=== Extracted entries ===
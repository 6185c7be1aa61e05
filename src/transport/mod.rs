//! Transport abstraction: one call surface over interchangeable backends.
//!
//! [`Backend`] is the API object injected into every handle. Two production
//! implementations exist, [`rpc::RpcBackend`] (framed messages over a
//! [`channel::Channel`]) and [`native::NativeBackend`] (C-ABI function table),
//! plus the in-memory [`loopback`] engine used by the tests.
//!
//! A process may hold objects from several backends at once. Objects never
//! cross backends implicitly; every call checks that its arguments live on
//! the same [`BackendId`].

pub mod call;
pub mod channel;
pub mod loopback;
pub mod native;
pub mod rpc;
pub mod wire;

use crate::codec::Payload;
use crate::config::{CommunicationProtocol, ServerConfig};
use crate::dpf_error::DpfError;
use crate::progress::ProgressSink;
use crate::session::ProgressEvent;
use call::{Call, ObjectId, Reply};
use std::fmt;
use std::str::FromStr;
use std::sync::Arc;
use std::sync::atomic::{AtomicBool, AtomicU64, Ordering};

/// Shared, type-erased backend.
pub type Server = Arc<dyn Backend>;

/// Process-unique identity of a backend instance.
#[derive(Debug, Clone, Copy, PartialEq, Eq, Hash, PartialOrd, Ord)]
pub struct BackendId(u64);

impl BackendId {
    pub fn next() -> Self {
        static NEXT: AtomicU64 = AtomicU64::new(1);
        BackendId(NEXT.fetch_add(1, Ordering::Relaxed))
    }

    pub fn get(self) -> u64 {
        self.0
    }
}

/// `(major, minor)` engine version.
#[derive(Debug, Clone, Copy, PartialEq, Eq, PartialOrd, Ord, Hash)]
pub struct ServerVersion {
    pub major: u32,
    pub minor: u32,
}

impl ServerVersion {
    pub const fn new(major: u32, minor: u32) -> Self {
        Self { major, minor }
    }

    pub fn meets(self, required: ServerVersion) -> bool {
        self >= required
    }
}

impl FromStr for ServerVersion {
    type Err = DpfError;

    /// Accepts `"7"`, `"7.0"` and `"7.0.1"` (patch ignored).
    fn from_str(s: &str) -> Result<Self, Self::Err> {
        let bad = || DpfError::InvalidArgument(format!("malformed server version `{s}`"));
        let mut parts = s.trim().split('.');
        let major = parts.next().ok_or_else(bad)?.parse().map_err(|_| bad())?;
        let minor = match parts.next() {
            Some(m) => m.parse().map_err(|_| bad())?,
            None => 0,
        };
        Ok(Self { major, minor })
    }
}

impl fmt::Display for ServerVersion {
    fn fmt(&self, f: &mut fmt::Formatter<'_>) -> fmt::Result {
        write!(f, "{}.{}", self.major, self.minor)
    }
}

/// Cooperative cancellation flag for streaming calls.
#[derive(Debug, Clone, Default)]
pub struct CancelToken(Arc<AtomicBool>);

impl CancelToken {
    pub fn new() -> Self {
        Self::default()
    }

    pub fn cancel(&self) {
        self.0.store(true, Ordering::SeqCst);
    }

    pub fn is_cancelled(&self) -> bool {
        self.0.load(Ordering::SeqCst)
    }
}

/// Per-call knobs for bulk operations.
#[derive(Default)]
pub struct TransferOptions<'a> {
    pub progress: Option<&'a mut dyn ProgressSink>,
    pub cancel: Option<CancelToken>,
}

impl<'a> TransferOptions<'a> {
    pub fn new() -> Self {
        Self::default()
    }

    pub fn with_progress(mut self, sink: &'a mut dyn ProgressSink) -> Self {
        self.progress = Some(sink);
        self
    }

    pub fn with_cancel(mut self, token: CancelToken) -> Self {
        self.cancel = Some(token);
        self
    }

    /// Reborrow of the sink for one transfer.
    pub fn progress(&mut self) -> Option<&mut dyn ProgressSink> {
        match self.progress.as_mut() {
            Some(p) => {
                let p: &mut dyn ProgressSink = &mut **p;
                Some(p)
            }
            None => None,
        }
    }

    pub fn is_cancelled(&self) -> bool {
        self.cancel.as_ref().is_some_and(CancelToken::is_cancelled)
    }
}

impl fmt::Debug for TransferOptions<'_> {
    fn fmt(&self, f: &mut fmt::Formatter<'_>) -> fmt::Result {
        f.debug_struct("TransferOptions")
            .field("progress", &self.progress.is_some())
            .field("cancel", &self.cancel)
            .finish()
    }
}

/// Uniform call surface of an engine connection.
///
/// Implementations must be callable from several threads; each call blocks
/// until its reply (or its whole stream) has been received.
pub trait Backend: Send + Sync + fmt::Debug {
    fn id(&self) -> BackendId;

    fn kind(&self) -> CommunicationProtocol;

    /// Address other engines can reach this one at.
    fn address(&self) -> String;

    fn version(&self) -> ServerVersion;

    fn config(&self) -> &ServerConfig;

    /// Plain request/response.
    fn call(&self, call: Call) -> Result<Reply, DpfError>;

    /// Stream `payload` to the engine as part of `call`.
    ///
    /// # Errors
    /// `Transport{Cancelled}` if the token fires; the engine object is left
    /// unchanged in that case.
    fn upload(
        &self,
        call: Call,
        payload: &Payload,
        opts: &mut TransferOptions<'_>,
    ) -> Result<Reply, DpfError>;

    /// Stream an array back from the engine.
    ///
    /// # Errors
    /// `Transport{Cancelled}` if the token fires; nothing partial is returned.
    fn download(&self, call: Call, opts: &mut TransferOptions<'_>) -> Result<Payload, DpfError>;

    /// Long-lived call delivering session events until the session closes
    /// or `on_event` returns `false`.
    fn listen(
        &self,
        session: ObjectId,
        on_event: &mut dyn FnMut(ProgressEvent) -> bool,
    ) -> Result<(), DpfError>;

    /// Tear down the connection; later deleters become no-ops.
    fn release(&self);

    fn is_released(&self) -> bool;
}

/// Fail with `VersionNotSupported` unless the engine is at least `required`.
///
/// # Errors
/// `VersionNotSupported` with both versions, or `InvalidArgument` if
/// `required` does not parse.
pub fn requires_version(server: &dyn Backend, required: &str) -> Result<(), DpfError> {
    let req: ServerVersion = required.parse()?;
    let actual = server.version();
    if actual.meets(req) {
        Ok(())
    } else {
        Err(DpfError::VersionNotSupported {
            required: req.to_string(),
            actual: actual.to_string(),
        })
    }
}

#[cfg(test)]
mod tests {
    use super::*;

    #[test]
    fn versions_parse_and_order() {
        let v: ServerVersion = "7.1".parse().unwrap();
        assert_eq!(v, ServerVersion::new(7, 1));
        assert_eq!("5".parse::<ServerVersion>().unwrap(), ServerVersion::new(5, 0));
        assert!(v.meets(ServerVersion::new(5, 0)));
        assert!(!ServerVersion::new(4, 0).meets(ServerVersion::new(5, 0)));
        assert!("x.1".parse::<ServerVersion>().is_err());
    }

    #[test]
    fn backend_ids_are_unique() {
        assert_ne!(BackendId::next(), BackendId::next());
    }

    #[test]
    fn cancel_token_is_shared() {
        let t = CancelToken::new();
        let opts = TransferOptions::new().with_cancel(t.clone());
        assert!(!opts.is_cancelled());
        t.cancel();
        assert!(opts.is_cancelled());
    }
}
===
Try it :: Starting at the line above that holds "assert_ne!(BackendId::next(), BackendId::next());" and ending at the line that holds "t.cancel();", transcribe each line exactly and include no other lines.

Task output ::
        assert_ne!(BackendId::next(), BackendId::next());
    }

    #[test]
    fn cancel_token_is_shared() {
        let t = CancelToken::new();
        let opts = TransferOptions::new().with_cancel(t.clone());
        assert!(!opts.is_cancelled());
        t.cancel();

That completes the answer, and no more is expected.